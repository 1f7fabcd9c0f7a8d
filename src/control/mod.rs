//! File-mediated control by an external process
//!
//! The controller writes commands into per-light inboxes and reads back status
//! snapshots. Files are the only thing shared with it: commands are applied at
//! most once in timestamp order, and snapshots are replaced atomically.

mod atomic;
mod chaos;
mod channel;
mod command;
mod config;
mod publisher;
mod watermark;

pub use atomic::{temp_path_for, write_atomic};
pub use chaos::{ChaosOverride, ChaosStep};
pub use channel::{CommandChannel, PendingCommand, Target};
pub use command::{Action, Command, CommandError, CommandFile, LightCommand, ManagerCommand};
pub use config::{ApiPaths, ControlConfig, COMMAND_FILE_SUFFIX, WATERMARK_FILE_SUFFIX};
pub use publisher::{LightSnapshot, StatusPublisher, SystemSnapshot};
pub use watermark::WatermarkStore;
=======
**Work required**
Please give the entries above again in full, exactly as written.

**Finished exercise**
repository 1f7fabcd9c0f7a8d
filename src/control/mod.rs
//! File-mediated control by an external process
//!
//! The controller writes commands into per-light inboxes and reads back status
//! snapshots. Files are the only thing shared with it: commands are applied at
//! most once in timestamp order, and snapshots are replaced atomically.

mod atomic;
mod chaos;
mod channel;
mod command;
mod config;
mod publisher;
mod watermark;

pub use atomic::{temp_path_for, write_atomic};
pub use chaos::{ChaosOverride, ChaosStep};
pub use channel::{CommandChannel, PendingCommand, Target};
pub use command::{Action, Command, CommandError, CommandFile, LightCommand, ManagerCommand};
pub use config::{ApiPaths, ControlConfig, COMMAND_FILE_SUFFIX, WATERMARK_FILE_SUFFIX};
pub use publisher::{LightSnapshot, StatusPublisher, SystemSnapshot};
pub use watermark::WatermarkStore;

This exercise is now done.